[Dataset entries]
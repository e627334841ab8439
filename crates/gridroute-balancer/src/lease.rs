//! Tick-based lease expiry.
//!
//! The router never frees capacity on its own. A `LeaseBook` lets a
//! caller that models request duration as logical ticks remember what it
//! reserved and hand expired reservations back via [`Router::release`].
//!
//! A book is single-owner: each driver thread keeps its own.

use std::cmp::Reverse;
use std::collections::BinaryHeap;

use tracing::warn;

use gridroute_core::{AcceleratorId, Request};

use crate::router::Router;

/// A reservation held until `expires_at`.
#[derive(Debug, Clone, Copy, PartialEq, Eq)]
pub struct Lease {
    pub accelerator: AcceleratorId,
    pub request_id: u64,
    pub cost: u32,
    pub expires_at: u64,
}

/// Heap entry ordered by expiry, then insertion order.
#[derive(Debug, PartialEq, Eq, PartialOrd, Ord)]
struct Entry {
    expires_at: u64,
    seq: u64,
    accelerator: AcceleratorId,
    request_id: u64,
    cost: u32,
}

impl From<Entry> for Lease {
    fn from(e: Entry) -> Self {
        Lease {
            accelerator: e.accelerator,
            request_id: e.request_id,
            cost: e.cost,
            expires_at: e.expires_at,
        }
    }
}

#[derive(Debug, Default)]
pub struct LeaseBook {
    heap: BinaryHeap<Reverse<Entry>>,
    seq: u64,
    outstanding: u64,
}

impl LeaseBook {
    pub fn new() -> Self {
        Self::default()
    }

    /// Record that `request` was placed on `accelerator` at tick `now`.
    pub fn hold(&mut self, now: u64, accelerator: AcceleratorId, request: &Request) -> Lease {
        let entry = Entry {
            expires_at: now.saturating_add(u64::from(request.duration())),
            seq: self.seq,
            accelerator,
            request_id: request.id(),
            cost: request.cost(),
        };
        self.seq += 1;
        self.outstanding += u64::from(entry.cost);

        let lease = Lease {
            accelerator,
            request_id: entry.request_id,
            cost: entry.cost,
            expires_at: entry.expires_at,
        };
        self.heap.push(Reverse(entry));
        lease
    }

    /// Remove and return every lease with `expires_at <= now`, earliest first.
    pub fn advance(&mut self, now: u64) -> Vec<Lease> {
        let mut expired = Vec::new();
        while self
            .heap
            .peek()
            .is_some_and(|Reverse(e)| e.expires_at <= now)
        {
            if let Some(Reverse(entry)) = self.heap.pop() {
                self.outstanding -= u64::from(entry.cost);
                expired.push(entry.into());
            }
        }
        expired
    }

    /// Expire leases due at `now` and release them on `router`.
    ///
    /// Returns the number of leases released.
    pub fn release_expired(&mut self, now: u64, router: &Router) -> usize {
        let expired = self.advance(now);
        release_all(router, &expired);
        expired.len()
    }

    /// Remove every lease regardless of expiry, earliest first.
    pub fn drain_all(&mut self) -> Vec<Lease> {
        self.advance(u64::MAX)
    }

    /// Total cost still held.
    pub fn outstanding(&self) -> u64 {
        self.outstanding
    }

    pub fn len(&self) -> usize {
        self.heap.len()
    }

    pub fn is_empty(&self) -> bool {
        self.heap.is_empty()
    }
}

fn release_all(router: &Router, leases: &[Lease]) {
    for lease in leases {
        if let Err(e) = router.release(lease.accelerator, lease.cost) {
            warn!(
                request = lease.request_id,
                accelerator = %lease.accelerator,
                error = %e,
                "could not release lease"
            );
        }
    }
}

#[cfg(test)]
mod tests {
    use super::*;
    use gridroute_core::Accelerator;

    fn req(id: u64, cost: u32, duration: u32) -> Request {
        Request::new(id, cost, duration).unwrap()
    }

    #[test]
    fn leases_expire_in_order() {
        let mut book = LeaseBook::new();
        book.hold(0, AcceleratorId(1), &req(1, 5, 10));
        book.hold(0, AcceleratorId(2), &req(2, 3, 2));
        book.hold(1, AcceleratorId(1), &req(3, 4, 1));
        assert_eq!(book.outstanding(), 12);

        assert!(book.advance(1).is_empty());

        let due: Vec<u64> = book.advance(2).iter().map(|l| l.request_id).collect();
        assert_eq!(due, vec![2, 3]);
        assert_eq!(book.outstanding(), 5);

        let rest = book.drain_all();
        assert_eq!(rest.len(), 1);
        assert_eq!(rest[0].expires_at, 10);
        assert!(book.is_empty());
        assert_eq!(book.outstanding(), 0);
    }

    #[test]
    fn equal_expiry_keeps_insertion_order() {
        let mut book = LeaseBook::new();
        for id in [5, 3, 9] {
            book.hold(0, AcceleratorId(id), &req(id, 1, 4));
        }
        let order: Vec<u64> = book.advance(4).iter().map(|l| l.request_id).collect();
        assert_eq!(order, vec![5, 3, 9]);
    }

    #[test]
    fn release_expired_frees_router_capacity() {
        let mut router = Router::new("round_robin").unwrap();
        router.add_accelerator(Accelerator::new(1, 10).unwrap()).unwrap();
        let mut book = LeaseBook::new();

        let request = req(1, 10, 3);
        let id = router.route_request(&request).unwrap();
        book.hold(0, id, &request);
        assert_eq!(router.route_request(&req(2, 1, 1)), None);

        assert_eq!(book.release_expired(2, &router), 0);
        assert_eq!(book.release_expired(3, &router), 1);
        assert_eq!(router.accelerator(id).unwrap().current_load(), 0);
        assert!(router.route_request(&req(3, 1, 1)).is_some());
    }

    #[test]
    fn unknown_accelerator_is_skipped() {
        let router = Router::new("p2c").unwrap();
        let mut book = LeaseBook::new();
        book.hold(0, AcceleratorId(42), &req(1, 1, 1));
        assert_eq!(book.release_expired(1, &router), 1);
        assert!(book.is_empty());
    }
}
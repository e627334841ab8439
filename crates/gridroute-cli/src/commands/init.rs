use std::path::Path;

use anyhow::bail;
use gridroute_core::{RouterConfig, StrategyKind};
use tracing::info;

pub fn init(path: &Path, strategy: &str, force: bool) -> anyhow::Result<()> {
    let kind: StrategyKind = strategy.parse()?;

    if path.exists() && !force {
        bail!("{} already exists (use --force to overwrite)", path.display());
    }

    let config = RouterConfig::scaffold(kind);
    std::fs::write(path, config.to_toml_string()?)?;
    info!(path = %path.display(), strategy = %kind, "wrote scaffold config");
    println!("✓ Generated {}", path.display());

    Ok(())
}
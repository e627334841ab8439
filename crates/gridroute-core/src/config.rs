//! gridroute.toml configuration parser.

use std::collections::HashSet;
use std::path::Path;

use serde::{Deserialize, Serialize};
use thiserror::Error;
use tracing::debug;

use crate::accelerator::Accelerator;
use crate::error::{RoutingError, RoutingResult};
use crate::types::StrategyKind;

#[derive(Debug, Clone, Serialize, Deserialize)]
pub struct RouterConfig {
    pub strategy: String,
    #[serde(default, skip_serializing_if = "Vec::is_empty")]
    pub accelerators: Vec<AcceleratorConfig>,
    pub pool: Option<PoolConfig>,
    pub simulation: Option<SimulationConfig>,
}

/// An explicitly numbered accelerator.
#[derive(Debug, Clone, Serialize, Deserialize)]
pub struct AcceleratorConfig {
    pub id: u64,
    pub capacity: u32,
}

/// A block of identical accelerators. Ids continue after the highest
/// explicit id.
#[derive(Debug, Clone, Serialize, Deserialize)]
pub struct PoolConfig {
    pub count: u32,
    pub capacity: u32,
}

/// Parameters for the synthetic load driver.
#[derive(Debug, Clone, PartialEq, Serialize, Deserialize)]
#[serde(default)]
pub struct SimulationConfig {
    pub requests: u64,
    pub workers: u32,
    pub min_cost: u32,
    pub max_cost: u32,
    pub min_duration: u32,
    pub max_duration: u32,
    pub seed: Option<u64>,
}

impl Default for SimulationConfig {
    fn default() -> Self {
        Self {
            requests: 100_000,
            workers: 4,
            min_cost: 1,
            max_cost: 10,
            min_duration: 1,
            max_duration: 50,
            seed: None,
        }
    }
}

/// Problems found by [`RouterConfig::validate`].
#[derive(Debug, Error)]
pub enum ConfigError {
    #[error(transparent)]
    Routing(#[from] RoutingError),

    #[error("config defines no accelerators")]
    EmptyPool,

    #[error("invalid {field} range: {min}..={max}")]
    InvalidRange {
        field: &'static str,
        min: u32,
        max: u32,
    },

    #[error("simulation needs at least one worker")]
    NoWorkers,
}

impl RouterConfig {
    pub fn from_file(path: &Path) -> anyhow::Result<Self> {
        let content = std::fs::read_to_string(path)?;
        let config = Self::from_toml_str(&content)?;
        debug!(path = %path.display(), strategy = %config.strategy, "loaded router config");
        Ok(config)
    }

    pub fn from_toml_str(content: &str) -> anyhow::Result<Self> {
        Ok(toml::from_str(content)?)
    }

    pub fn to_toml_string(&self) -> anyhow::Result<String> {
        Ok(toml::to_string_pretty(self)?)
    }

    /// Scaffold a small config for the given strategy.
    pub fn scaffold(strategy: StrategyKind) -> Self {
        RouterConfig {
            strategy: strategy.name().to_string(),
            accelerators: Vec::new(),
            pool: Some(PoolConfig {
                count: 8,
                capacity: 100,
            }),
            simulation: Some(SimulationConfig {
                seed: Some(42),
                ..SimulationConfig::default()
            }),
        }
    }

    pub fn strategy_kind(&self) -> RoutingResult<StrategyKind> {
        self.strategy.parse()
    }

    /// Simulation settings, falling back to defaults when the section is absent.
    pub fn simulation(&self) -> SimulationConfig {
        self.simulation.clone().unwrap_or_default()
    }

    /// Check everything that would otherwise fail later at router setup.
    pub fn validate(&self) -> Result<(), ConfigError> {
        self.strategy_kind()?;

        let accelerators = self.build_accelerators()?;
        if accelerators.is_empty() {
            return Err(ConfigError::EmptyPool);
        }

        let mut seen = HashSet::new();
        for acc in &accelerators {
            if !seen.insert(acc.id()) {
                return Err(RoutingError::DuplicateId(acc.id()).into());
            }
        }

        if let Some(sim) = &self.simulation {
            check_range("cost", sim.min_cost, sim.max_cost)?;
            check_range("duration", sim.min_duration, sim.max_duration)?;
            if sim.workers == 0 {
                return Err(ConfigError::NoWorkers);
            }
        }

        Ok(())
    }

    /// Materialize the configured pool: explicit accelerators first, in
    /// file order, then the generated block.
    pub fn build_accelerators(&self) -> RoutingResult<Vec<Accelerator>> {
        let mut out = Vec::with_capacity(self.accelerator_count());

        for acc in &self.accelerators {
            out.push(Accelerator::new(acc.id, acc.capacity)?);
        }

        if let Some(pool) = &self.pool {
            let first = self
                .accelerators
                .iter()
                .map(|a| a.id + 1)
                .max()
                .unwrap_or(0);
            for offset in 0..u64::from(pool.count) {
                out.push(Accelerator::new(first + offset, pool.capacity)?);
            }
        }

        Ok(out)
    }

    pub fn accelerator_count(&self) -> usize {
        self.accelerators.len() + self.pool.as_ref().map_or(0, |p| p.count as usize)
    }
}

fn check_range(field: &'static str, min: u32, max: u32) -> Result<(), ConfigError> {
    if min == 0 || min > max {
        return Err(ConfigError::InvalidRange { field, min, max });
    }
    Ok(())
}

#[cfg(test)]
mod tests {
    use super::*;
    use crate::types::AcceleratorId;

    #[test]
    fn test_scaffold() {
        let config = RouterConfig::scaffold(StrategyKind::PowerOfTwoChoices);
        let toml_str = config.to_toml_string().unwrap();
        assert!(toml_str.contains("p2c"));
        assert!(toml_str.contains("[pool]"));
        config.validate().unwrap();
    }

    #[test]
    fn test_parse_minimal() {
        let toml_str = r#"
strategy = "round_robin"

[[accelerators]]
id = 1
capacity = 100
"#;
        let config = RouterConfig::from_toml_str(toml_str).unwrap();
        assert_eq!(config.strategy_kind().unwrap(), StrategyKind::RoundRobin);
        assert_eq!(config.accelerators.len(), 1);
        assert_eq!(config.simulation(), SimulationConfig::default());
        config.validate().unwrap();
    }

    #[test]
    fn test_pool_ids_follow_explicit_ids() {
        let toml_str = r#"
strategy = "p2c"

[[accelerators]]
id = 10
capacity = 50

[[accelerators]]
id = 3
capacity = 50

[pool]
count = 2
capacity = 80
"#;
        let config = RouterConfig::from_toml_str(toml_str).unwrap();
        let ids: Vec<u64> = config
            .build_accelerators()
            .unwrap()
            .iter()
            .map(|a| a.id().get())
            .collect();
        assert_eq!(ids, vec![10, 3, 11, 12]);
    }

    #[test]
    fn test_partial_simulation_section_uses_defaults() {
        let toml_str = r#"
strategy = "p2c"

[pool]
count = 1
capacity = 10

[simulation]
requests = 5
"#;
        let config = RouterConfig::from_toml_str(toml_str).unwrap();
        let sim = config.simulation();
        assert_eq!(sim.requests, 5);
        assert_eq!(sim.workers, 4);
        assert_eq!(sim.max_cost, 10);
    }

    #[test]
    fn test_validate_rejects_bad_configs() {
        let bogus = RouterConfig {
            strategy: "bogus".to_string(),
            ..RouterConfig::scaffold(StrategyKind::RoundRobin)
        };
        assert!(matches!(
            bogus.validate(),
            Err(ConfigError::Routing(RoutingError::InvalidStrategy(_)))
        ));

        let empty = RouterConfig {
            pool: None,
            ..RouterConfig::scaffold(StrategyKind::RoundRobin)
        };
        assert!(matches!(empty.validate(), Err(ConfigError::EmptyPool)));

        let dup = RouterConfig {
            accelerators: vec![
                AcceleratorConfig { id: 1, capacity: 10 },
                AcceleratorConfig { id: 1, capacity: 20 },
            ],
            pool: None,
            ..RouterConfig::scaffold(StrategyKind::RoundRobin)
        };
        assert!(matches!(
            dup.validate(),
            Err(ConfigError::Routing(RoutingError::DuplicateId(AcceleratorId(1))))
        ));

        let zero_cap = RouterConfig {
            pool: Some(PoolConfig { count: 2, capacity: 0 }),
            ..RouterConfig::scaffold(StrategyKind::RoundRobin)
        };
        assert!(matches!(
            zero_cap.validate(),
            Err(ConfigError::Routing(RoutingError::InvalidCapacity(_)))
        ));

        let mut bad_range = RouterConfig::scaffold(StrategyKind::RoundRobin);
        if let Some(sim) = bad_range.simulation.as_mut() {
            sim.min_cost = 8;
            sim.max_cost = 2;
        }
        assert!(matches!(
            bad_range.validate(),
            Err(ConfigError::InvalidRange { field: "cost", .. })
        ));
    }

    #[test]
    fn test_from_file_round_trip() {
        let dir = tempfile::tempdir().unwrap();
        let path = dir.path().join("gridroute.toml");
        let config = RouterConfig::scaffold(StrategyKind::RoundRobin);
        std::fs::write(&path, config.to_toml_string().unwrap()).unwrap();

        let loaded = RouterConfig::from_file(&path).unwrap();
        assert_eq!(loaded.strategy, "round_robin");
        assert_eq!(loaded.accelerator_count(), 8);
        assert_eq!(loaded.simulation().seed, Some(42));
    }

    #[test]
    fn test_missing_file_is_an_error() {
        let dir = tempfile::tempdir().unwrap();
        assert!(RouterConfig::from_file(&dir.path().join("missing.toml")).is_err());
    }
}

...

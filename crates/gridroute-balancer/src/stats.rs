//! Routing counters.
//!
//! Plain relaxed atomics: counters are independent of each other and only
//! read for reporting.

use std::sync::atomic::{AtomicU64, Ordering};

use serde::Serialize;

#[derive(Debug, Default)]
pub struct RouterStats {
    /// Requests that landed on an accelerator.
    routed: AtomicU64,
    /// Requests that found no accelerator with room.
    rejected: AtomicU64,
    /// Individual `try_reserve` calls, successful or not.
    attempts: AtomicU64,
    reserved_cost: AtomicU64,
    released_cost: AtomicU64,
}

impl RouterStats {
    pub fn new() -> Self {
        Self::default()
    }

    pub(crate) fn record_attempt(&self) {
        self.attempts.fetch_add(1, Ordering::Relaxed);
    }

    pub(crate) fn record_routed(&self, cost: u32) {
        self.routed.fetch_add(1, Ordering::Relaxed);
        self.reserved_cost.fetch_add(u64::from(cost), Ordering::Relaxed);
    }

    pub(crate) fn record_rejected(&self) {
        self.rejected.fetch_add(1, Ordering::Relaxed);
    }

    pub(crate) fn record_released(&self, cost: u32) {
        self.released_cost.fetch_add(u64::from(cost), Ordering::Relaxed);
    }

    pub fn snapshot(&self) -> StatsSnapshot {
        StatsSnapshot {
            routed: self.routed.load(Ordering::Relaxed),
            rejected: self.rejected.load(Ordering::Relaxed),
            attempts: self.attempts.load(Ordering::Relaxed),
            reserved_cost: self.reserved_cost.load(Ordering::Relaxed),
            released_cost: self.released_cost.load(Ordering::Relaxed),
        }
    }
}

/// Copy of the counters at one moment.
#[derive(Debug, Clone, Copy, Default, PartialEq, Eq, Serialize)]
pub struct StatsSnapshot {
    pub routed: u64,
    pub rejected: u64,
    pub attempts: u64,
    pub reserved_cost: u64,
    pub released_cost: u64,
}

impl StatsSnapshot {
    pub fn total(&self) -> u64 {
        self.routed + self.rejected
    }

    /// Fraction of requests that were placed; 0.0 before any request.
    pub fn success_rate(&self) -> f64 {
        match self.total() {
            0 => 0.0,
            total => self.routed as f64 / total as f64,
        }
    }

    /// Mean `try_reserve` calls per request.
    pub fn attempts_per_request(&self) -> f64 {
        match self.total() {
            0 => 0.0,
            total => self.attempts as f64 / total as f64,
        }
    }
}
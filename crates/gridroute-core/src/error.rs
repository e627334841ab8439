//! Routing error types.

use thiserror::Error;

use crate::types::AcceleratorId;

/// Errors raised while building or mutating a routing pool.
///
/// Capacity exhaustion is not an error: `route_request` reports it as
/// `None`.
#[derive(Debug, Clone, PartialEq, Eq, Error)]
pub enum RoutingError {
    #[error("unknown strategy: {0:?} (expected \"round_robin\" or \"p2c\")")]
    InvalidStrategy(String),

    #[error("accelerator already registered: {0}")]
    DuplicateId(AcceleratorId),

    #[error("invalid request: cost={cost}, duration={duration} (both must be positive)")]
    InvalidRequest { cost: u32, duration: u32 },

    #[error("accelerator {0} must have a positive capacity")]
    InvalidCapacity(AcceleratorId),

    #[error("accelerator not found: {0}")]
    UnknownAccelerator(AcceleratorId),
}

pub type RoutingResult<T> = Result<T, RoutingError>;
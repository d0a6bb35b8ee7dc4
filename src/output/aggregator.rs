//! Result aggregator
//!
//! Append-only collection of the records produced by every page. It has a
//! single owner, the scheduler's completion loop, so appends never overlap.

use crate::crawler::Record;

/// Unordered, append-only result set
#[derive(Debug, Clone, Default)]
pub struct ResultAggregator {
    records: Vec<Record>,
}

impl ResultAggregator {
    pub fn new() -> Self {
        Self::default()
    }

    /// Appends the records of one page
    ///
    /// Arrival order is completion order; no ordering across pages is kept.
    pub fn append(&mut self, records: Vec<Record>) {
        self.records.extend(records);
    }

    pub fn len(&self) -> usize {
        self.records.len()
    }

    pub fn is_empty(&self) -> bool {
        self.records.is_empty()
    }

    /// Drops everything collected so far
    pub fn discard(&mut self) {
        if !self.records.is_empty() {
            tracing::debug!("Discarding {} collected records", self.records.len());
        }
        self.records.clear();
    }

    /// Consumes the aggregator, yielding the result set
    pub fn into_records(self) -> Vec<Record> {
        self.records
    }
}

[Exercise details] Please tally the lines of the entries that contain the string "Copy" and reply with the count alone.

[Reply to the task] 3